What the task requires
Find the line containing "SurfaceMesh::from_triangles(points, faces).unwrap()" in the listing below. Repeat it exactly, along with each following line up to and including the one containing "b.iter(|| compute_curvature(&mesh, CurvatureKinds::ALL));".

Listed records

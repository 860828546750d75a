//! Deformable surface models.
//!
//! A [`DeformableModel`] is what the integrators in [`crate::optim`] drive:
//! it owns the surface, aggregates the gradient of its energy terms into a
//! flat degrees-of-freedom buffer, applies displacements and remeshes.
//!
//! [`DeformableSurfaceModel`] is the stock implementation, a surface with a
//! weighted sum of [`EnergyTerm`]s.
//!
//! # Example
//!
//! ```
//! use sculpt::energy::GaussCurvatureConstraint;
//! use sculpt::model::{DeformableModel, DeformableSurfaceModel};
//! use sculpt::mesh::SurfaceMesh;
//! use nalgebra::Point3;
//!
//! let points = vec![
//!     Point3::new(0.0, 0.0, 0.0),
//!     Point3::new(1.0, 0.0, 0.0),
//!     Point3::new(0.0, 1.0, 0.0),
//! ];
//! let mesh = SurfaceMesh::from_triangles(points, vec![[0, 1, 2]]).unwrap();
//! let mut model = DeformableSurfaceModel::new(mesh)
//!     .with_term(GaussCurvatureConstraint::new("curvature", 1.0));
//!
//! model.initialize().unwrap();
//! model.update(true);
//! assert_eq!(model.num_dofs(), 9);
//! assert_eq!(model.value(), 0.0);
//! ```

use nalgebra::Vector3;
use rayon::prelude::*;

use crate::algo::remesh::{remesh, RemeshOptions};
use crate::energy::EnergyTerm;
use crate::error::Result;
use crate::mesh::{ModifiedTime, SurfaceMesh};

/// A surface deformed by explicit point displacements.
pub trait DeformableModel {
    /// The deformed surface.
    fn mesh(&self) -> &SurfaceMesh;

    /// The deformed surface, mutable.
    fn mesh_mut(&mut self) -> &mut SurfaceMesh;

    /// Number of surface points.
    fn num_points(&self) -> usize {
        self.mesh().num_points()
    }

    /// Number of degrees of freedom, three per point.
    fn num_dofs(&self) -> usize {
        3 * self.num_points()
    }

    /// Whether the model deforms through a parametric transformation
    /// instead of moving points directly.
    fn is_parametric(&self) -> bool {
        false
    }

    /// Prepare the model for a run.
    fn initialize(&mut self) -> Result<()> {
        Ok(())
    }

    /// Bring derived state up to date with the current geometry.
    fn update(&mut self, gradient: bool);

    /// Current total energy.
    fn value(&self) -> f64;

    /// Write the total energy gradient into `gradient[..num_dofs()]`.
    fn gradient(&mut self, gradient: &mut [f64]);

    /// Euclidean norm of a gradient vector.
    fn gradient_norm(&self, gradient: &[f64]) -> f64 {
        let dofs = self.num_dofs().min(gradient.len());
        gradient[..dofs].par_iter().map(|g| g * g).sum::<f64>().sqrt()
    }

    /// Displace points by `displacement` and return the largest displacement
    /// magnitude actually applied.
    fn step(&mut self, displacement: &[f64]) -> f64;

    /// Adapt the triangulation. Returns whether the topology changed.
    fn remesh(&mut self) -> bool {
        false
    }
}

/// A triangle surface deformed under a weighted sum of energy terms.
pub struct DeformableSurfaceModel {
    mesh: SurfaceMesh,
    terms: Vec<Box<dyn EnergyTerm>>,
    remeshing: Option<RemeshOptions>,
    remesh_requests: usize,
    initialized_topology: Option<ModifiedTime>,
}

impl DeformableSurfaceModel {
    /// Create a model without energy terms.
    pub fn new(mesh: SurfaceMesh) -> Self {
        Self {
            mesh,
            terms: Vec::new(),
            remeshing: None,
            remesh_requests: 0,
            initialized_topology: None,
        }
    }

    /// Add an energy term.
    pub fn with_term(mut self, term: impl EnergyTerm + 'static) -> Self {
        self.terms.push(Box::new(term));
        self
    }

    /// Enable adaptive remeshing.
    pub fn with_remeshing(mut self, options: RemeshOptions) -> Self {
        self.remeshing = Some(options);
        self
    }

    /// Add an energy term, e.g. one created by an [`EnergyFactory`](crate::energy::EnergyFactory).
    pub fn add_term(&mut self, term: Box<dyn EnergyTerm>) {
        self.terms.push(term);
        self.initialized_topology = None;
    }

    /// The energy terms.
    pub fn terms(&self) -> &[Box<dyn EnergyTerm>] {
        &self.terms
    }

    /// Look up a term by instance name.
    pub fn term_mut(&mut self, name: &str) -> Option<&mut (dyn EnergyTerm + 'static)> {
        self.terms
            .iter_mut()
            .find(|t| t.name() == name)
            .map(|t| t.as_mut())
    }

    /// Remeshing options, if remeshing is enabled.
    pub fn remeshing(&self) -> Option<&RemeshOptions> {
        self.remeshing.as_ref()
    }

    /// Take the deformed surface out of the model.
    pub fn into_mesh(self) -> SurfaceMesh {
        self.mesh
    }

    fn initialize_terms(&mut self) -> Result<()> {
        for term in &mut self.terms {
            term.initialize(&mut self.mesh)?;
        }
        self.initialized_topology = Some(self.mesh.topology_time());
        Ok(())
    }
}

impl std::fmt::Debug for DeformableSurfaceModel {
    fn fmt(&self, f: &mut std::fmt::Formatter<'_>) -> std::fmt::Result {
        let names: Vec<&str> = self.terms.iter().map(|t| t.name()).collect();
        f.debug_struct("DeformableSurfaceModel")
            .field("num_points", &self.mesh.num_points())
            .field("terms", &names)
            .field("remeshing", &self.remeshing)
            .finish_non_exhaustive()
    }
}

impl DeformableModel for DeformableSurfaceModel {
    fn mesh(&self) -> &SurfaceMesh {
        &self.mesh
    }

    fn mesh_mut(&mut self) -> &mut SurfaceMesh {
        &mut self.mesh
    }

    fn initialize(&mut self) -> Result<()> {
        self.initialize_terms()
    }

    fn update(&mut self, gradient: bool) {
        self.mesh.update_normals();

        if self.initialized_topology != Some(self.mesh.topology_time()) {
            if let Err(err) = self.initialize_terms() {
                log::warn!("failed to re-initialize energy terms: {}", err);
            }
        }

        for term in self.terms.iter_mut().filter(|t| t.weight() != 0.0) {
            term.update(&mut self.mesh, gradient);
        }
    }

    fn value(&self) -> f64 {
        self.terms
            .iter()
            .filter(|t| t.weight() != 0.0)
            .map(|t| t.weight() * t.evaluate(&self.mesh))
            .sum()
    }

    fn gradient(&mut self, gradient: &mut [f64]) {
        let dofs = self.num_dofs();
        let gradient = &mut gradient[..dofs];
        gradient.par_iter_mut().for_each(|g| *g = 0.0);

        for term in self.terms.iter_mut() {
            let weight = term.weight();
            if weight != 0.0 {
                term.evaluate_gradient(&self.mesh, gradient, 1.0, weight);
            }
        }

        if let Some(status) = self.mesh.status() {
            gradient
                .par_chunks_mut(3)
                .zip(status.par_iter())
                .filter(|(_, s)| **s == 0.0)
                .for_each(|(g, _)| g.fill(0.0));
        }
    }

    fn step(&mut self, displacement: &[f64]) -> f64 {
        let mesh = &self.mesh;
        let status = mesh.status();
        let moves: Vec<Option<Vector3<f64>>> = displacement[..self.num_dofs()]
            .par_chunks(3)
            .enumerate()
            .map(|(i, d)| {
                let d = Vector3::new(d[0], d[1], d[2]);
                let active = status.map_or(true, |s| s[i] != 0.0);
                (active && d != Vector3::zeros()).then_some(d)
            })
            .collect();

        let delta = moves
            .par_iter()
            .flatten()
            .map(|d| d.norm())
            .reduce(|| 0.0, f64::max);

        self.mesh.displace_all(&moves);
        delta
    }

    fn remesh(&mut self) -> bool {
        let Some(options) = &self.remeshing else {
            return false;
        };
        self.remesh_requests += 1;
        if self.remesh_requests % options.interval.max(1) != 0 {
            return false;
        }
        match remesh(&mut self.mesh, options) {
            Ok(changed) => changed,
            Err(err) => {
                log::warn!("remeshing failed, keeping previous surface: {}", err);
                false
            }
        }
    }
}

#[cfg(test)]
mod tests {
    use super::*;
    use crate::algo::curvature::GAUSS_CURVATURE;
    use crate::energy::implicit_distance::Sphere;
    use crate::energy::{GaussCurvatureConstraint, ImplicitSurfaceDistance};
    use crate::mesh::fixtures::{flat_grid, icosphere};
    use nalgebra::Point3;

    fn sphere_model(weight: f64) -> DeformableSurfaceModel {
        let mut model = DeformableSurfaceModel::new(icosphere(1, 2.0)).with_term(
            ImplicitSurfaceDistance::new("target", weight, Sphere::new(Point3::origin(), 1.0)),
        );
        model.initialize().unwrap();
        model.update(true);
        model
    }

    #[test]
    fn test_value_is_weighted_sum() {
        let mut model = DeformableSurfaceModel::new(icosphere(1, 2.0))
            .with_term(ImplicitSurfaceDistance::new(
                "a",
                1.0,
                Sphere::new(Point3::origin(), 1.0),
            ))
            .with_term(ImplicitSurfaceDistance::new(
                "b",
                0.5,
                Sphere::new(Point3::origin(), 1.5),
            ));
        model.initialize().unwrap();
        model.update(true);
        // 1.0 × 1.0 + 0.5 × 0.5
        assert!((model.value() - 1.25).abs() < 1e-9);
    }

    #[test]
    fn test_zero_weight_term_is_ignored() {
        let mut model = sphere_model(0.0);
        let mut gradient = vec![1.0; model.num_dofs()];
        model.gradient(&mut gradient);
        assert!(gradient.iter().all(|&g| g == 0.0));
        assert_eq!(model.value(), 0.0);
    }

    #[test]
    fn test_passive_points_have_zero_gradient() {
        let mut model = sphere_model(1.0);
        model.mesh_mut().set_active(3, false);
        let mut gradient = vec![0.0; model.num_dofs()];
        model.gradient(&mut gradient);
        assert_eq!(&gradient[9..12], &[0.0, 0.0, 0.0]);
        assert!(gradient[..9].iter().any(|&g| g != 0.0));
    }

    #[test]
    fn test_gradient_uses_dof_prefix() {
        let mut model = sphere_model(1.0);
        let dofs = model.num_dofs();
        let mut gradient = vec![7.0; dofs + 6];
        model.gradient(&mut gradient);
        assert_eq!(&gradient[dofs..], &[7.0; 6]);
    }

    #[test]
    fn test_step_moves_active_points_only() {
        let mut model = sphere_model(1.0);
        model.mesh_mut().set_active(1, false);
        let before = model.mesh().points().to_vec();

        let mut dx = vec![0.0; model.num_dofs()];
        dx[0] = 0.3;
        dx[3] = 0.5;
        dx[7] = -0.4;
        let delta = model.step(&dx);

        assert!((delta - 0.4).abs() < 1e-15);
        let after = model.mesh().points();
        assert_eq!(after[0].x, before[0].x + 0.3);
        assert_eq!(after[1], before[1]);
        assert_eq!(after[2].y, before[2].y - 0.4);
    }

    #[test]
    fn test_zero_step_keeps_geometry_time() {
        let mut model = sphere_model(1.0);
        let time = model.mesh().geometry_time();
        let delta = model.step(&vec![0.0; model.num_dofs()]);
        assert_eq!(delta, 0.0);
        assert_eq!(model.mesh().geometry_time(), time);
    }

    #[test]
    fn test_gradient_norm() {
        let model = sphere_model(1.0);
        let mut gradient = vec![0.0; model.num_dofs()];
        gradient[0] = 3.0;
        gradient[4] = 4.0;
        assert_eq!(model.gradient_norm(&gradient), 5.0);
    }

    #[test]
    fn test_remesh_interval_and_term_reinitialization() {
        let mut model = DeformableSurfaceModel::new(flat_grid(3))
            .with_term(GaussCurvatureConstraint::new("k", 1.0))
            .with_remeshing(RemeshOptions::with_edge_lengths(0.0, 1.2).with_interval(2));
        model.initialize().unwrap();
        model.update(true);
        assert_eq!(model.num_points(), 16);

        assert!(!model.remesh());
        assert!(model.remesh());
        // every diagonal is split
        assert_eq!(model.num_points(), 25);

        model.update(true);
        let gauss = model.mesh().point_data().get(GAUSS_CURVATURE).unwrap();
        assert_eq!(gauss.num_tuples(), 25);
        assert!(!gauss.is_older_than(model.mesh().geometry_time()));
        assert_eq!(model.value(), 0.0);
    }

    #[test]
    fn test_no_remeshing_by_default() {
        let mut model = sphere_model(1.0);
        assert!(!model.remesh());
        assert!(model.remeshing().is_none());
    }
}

==

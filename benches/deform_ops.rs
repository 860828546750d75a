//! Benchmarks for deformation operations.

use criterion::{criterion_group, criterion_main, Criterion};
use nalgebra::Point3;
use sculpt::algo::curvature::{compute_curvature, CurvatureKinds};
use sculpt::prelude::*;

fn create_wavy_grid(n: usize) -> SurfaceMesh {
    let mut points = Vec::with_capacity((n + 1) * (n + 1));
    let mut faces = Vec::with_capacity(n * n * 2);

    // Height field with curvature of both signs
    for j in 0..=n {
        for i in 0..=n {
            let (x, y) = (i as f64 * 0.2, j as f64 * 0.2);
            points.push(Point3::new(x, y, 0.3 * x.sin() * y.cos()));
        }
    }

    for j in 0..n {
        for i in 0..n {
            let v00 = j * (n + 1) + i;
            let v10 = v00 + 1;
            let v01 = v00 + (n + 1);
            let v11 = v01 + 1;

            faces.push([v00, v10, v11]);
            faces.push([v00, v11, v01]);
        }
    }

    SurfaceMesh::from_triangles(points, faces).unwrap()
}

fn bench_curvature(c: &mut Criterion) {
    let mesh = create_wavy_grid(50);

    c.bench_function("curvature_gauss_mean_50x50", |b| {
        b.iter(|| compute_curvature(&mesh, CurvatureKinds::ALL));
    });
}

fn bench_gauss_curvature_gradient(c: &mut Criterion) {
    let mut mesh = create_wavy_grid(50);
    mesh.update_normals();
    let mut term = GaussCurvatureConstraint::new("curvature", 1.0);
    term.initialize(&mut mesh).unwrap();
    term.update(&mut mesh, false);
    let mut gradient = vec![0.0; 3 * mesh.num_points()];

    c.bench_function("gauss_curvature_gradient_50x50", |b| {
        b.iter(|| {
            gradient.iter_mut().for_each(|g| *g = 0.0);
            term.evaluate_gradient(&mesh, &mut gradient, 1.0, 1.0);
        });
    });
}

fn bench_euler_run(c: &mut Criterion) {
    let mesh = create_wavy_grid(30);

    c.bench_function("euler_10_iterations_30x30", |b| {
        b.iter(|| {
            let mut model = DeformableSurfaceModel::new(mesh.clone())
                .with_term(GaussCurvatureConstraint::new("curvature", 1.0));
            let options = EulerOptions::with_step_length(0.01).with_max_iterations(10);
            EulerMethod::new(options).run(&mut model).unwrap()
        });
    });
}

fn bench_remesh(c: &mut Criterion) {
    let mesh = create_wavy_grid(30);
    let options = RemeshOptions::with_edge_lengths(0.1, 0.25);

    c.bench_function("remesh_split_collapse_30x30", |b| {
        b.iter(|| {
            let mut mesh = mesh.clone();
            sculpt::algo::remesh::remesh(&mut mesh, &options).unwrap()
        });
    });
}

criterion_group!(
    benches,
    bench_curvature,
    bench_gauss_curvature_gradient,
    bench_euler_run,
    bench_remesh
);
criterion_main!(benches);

---

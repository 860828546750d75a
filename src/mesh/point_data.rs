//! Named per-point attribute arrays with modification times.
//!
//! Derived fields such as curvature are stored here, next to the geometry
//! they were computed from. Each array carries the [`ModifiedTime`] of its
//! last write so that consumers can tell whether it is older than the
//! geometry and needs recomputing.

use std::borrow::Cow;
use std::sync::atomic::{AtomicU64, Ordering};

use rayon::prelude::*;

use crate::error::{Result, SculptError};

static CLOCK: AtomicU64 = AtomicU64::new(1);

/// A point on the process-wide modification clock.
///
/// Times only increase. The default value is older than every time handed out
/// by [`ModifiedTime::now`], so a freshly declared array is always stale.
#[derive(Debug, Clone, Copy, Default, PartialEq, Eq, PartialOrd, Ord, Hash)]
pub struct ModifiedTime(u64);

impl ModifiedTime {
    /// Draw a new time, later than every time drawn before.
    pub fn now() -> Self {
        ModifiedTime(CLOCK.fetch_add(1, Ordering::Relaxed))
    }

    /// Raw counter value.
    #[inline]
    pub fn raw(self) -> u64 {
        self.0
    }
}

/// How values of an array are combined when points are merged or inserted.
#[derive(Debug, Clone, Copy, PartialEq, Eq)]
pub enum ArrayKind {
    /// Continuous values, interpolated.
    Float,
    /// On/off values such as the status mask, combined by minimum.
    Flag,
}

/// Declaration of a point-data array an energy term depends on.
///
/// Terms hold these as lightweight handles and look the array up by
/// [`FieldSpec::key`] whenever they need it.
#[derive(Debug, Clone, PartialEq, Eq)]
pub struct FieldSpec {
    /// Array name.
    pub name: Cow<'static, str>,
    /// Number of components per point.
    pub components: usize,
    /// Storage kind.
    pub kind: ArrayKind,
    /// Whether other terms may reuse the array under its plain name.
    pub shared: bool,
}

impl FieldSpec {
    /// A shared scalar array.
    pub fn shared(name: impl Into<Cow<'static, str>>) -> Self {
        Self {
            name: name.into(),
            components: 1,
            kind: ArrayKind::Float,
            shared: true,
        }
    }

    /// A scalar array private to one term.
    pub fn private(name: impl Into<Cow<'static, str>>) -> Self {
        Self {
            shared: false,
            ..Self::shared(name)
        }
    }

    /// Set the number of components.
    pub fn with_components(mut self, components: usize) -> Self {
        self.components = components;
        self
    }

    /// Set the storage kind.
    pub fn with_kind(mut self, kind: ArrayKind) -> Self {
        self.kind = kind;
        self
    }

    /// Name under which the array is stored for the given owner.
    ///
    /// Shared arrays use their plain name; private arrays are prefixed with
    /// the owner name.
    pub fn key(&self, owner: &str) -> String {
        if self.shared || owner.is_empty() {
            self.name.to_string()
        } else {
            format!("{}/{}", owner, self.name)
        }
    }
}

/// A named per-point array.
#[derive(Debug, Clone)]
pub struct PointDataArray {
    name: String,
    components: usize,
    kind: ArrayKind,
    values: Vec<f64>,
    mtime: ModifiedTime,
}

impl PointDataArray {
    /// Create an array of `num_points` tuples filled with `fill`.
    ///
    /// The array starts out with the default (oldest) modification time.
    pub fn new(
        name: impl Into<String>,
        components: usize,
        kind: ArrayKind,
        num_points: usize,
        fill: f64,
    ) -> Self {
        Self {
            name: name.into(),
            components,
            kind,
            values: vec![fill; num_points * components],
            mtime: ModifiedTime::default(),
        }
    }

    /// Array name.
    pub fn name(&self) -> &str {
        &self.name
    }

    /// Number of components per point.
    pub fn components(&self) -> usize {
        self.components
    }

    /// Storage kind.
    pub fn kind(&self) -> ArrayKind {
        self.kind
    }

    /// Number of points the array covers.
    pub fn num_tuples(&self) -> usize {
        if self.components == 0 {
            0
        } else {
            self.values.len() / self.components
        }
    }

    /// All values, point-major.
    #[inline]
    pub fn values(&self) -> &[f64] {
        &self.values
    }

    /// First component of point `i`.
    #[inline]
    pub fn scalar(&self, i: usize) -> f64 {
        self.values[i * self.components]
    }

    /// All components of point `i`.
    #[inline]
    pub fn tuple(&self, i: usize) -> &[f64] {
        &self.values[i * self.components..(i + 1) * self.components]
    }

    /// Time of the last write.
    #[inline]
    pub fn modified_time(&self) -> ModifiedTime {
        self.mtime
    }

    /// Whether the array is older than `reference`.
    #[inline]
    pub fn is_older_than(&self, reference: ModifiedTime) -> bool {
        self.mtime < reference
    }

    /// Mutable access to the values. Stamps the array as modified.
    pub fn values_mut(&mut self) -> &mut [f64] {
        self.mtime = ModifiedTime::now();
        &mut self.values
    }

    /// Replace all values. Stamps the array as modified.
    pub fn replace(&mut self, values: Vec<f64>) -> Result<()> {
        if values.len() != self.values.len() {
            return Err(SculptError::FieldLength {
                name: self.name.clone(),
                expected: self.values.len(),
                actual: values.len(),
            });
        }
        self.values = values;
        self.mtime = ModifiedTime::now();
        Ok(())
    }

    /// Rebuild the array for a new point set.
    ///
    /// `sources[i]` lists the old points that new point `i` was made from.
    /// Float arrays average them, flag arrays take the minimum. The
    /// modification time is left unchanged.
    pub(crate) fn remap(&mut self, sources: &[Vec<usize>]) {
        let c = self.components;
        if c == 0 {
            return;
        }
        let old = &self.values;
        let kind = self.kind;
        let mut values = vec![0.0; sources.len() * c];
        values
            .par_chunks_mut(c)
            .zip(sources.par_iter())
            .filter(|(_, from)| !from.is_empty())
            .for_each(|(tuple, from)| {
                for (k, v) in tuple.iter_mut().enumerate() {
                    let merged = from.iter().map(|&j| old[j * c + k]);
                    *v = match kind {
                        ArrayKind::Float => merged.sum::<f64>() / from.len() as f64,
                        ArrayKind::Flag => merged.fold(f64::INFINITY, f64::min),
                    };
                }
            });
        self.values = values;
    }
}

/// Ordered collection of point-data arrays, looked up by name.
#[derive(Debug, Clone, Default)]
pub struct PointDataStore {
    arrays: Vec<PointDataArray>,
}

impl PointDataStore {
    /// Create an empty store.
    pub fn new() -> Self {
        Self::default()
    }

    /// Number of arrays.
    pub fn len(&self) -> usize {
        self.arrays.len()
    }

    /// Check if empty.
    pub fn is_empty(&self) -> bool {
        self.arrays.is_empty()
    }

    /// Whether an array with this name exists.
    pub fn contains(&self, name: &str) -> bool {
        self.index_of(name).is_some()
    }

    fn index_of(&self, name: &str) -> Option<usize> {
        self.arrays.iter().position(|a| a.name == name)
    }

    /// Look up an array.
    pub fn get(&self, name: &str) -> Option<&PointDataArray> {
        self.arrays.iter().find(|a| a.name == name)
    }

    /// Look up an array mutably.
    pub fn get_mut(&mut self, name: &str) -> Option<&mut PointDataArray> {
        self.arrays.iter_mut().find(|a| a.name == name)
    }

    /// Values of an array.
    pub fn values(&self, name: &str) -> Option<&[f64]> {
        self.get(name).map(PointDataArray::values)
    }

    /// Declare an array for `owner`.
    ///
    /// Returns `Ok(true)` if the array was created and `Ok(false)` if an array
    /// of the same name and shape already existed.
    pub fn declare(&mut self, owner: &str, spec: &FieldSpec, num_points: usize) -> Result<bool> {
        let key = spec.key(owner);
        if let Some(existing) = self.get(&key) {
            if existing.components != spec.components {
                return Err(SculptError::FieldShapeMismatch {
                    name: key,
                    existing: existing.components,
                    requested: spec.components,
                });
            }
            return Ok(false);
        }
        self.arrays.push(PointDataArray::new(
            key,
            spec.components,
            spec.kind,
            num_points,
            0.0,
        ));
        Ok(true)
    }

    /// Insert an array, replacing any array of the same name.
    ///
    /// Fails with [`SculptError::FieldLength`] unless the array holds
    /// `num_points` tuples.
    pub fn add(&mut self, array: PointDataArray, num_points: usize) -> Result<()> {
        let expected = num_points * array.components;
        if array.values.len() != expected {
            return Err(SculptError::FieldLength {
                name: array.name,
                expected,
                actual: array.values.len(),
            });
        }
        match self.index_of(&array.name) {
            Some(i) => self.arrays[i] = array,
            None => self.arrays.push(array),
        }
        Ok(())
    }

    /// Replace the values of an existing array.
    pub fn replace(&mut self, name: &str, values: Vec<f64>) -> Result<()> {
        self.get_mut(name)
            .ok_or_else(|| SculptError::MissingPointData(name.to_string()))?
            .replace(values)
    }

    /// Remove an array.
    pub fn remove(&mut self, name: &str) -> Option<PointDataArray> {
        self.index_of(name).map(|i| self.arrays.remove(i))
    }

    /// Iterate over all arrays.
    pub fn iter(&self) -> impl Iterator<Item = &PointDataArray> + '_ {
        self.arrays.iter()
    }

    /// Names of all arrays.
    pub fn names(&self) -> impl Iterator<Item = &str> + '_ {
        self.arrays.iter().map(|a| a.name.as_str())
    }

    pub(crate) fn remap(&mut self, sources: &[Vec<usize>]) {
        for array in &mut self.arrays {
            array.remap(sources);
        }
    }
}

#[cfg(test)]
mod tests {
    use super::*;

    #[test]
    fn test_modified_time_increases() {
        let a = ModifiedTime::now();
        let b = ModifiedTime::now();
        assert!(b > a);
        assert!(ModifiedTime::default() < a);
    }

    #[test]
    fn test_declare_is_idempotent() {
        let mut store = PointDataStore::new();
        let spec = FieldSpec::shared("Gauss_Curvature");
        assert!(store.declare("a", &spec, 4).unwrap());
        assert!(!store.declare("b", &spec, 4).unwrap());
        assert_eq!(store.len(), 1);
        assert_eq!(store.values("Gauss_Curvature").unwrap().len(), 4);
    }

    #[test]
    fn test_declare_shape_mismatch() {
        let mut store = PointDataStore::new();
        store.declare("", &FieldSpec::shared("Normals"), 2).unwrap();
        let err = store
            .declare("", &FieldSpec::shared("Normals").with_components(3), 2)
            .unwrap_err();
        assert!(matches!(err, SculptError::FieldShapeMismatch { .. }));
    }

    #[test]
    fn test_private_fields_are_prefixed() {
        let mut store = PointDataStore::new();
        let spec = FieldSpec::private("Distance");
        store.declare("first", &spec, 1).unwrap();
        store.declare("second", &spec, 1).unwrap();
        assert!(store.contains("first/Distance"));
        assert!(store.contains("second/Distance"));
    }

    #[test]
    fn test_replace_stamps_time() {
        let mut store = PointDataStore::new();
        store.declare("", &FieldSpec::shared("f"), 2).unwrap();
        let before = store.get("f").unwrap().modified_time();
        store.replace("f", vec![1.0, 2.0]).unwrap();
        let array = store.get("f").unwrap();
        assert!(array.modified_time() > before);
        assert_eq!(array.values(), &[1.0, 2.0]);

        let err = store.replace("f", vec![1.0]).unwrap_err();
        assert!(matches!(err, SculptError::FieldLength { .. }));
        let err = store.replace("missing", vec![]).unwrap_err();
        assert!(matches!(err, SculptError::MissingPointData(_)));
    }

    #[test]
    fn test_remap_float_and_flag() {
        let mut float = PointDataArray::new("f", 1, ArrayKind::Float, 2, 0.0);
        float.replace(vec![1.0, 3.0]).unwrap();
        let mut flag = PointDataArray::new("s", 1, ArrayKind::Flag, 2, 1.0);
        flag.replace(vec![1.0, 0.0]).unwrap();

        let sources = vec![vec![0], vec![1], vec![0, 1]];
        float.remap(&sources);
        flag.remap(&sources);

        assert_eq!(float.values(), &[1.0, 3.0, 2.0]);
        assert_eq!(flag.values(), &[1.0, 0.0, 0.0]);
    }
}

Your response
    SurfaceMesh::from_triangles(points, faces).unwrap()
}

fn bench_curvature(c: &mut Criterion) {
    let mesh = create_wavy_grid(50);

    c.bench_function("curvature_gauss_mean_50x50", |b| {
        b.iter(|| compute_curvature(&mesh, CurvatureKinds::ALL));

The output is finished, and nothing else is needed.